Health-care and housing systems operate in silos. Long wait-lists, complex application processes and limited communication between organizations make the available services difficult to navigate, especially for people with brain injuries who may require additional support to complete paperwork, attend appointments and advocate for their needs.

Many people with brain injuries rely on income assistance. There is growing concern about the discrepancy between these supplements and the rising cost of living. In today’s rental market, “affordable” housing is financially inaccessible for those relying on income assistance. When housing is obtained, individuals are left with minimal resources to meet their basic needs after rent is paid. This, coupled with under-investment in existing supportive and transitional housing, further limits the availability of appropriate shelter options.

What can we do? Top five solutions

Our community partners’ insights yielded the following recommendations for improving the health and well-being of people experiencing homelessness and brain injury, listed below in order of priority:

1. Provide accessible and affordable housing

People with a brain injury need affordable, accessible housing with special support, including alternative transportation, age-appropriate settings and flexible living options. A housing-first approach with adequate financial help provides the stability needed for successful community living.

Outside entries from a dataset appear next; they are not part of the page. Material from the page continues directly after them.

use glam::{Mat4, Vec3};

/// Axis-aligned bounding box.
#[derive(Debug, Clone, Copy, PartialEq)]
pub struct Aabb {
    /// Componentwise minimum corner.
    pub min: Vec3,
    /// Componentwise maximum corner.
    pub max: Vec3,
}

impl Aabb {
    /// Bounds of a point set, or `None` when it is empty.
    #[must_use]
    pub fn from_points(points: &[Vec3]) -> Option<Self> {
        let (first, rest) = points.split_first()?;
        let (min, max) = rest
            .iter()
            .fold((*first, *first), |(min, max), p| (min.min(*p), max.max(*p)));
        Some(Self { min, max })
    }

    /// Midpoint of the box.
    #[must_use]
    pub fn center(&self) -> Vec3 {
        (self.min + self.max) * 0.5
    }

    /// Edge lengths along each axis.
    #[must_use]
    pub fn extent(&self) -> Vec3 {
        self.max - self.min
    }

    /// Length of the longest edge.
    #[must_use]
    pub fn largest_extent(&self) -> f32 {
        self.extent().max_element()
    }
}

/// Fixed scale and translation that put a model at the origin with its
/// longest edge one unit long.
#[derive(Debug, Clone, Copy, PartialEq)]
pub struct ModelFrame {
    /// Uniform scale applied after translation.
    pub scale: f32,
    /// Translation moving the model's center to the origin.
    pub translation: Vec3,
}

impl Default for ModelFrame {
    fn default() -> Self {
        Self {
            scale: 1.0,
            translation: Vec3::ZERO,
        }
    }
}

impl ModelFrame {
    /// Frame that centers `bounds` and scales its longest edge to 1.
    ///
    /// A flat or point-sized box keeps unit scale.
    #[must_use]
    pub fn fit(bounds: &Aabb) -> Self {
        let largest = bounds.largest_extent();
        let scale = if largest > f32::EPSILON {
            1.0 / largest
        } else {
            1.0
        };
        Self {
            scale,
            translation: -bounds.center(),
        }
    }

    /// Frame fitted to a point set; the identity frame when it is empty.
    #[must_use]
    pub fn fit_points(points: &[Vec3]) -> Self {
        Aabb::from_points(points).map_or_else(Self::default, |b| {
            let frame = Self::fit(&b);
            log::debug!(
                "model frame: scale={:.4} translation=({:.4}, {:.4}, {:.4})",
                frame.scale,
                frame.translation.x,
                frame.translation.y,
                frame.translation.z,
            );
            frame
        })
    }

    /// `scale * translate`: the placement applied before rotation.
    #[must_use]
    pub fn matrix(&self) -> Mat4 {
        Mat4::from_scale(Vec3::splat(self.scale))
            * Mat4::from_translation(self.translation)
    }

    /// Full model transform with `rotation` applied after placement.
    #[must_use]
    pub fn model_matrix(&self, rotation: Mat4) -> Mat4 {
        rotation * self.matrix()
    }
}

#[cfg(test)]
mod tests {
    use glam::Quat;

    use super::*;
    use crate::trackball::rotation_matrix;

    fn cube_corners(min: Vec3, max: Vec3) -> Vec<Vec3> {
        (0..8)
            .map(|i| {
                Vec3::new(
                    if i & 1 == 0 { min.x } else { max.x },
                    if i & 2 == 0 { min.y } else { max.y },
                    if i & 4 == 0 { min.z } else { max.z },
                )
            })
            .collect()
    }

    #[test]
    fn empty_set_has_no_bounds() {
        assert_eq!(Aabb::from_points(&[]), None);
        assert_eq!(ModelFrame::fit_points(&[]), ModelFrame::default());
    }

    #[test]
    fn bounds_cover_every_axis_independently() {
        // A point that is extreme on several axes at once must update all
        let points = [
            Vec3::new(0.0, 0.0, 0.0),
            Vec3::new(5.0, 7.0, -3.0),
            Vec3::new(-1.0, 2.0, 4.0),
        ];
        let b = Aabb::from_points(&points).unwrap();
        assert_eq!(b.min, Vec3::new(-1.0, 0.0, -3.0));
        assert_eq!(b.max, Vec3::new(5.0, 7.0, 4.0));
        assert_eq!(b.center(), Vec3::new(2.0, 3.5, 0.5));
        assert_eq!(b.largest_extent(), 7.0);
    }

    #[test]
    fn fit_centers_and_unit_scales() {
        let points = cube_corners(Vec3::new(10.0, -2.0, 3.0), Vec3::new(14.0, 0.0, 4.0));
        let frame = ModelFrame::fit_points(&points);
        assert_eq!(frame.scale, 0.25);

        let placed: Vec<Vec3> = points
            .iter()
            .map(|p| frame.matrix().transform_point3(*p))
            .collect();
        let b = Aabb::from_points(&placed).unwrap();
        assert!(b.center().length() < 1e-6);
        assert!((b.largest_extent() - 1.0).abs() < 1e-6);
    }

    #[test]
    fn degenerate_box_keeps_unit_scale() {
        let frame = ModelFrame::fit_points(&[Vec3::new(2.0, 2.0, 2.0)]);
        assert_eq!(frame.scale, 1.0);
        assert_eq!(frame.translation, Vec3::splat(-2.0));
    }

    #[test]
    fn rotation_applies_about_model_center() {
        let points = cube_corners(Vec3::splat(1.0), Vec3::splat(3.0));
        let frame = ModelFrame::fit_points(&points);
        let rotation = rotation_matrix(Quat::from_rotation_y(1.0));
        let m = frame.model_matrix(rotation);
        // The model center stays fixed at the origin under rotation
        assert!(m.transform_point3(Vec3::splat(2.0)).length() < 1e-6);
        assert_eq!(frame.model_matrix(Mat4::IDENTITY), frame.matrix());
    }
}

2. Enhance resources for service providers

Specialized training for health-care and public service workers who commonly interact with people experiencing homelessness, such as community outreach workers and police, can help to improve the quality of care. The expansion of brain injury health-care services into homeless communities is also key, with particular emphasis on screening and diagnostic services as the first step to connecting people to specialized care.

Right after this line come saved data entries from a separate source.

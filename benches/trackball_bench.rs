//! Benchmarks for the per-pointer-sample trackball path.

#![allow(missing_docs)]

use criterion::{black_box, criterion_group, criterion_main, Criterion};
use glam::{Quat, Vec2, Vec3};
use trackball::trackball::{rotation_matrix, sphere, Trackball};

fn projection_benchmark(c: &mut Criterion) {
    let _ = c.bench_function("sphere_project", |b| {
        b.iter(|| black_box(sphere::project(black_box(Vec2::new(0.2, -0.1)))))
    });
}

fn matrix_benchmark(c: &mut Criterion) {
    let q = Quat::from_axis_angle(Vec3::new(1.0, 1.0, 0.0).normalize(), 0.7);
    let _ = c.bench_function("rotation_matrix", |b| {
        b.iter(|| black_box(rotation_matrix(black_box(q))))
    });
}

fn drag_benchmark(c: &mut Criterion) {
    let mut group = c.benchmark_group("drag_update");

    for samples in [1_u16, 16, 256] {
        let _ = group.bench_function(format!("{samples}_samples"), |b| {
            let Ok(mut ball) = Trackball::new(800, 600) else {
                return;
            };
            b.iter(|| {
                ball.begin_drag(400.0, 300.0);
                for i in 0..samples {
                    let t = f32::from(i);
                    let _ = black_box(
                        ball.update_drag(400.0 + t, 300.0 - 0.5 * t),
                    );
                }
                black_box(ball.end_drag(410.0, 290.0))
            });
        });
    }
    group.finish();
}

criterion_group!(
    benches,
    projection_benchmark,
    matrix_benchmark,
    drag_benchmark
);
criterion_main!(benches);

3. Design needs-based services

Health-care services must consider basic needs that are often overlooked. For example, providers should offer storage, even without ID, so that unhoused patients can safely store their belongings while attending appointments, which can be plentiful following a brain injury.

4. Improve collaboration and adopt a long-term integrated approach

Improving communication between health authorities and housing service providers may facilitate a smoother transition from hospital (post-brain injury) to housing, in turn preventing people from being discharged to the streets. The idea of “care with distinction” is critical, as a team of multidisciplinary health-care professionals are needed to understand needs specific to brain injury, psychiatric or physical conditions, and how these challenges interact in people experiencing homelessness. Continuity of care is also crucial, as brain injury can require lifelong support.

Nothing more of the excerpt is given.